● Assignment: Return the data in full, exactly as it was written.

● Material supplied:
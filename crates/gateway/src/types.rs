//! In-flight request type shared between the endpoint, dispatcher and
//! workers.

use mistral_common::Result;
use tokio::sync::oneshot;
use tracing::debug;

/// One validated, normalized metric batch on its way to the broker.
///
/// Ownership moves endpoint -> dispatcher -> worker; the endpoint keeps
/// only the receive side of the completion channel. The owning worker
/// resolves every request exactly once, success or error.
#[derive(Debug)]
pub struct Request {
    /// Source host identifier, always non-zero
    pub host_id: u64,

    /// Canonical batch bytes destined for the broker
    pub payload: Vec<u8>,

    /// Single-shot result channel; consumed by [`Request::resolve`]
    completion: oneshot::Sender<Result<()>>,
}

impl Request {
    /// Build a request plus the completion receiver the endpoint waits on.
    pub fn new(host_id: u64, payload: Vec<u8>) -> (Self, oneshot::Receiver<Result<()>>) {
        let (tx, rx) = oneshot::channel();
        (
            Request {
                host_id,
                payload,
                completion: tx,
            },
            rx,
        )
    }

    /// Deliver the broker result to the waiting endpoint.
    ///
    /// The send only fails when the endpoint abandoned the wait because
    /// its connection was aborted during forced shutdown; the result is
    /// discarded in that case.
    pub fn resolve(self, result: Result<()>) {
        if self.completion.send(result).is_err() {
            debug!(
                "completion for hostID {} discarded, requester is gone",
                self.host_id
            );
        }
    }
}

● Solution to this problem:
filename crates/gateway/src/types.rs
//! In-flight request type shared between the endpoint, dispatcher and
//! workers.

use mistral_common::Result;
use tokio::sync::oneshot;
use tracing::debug;

/// One validated, normalized metric batch on its way to the broker.
///
/// Ownership moves endpoint -> dispatcher -> worker; the endpoint keeps
/// only the receive side of the completion channel. The owning worker
/// resolves every request exactly once, success or error.
#[derive(Debug)]
pub struct Request {
    /// Source host identifier, always non-zero
    pub host_id: u64,

    /// Canonical batch bytes destined for the broker
    pub payload: Vec<u8>,

    /// Single-shot result channel; consumed by [`Request::resolve`]
    completion: oneshot::Sender<Result<()>>,
}

impl Request {
    /// Build a request plus the completion receiver the endpoint waits on.
    pub fn new(host_id: u64, payload: Vec<u8>) -> (Self, oneshot::Receiver<Result<()>>) {
        let (tx, rx) = oneshot::channel();
        (
            Request {
                host_id,
                payload,
                completion: tx,
            },
            rx,
        )
    }

    /// Deliver the broker result to the waiting endpoint.
    ///
    /// The send only fails when the endpoint abandoned the wait because
    /// its connection was aborted during forced shutdown; the result is
    /// discarded in that case.
    pub fn resolve(self, result: Result<()>) {
        if self.completion.send(result).is_err() {
            debug!(
                "completion for hostID {} discarded, requester is gone",
                self.host_id
            );
        }
    }
}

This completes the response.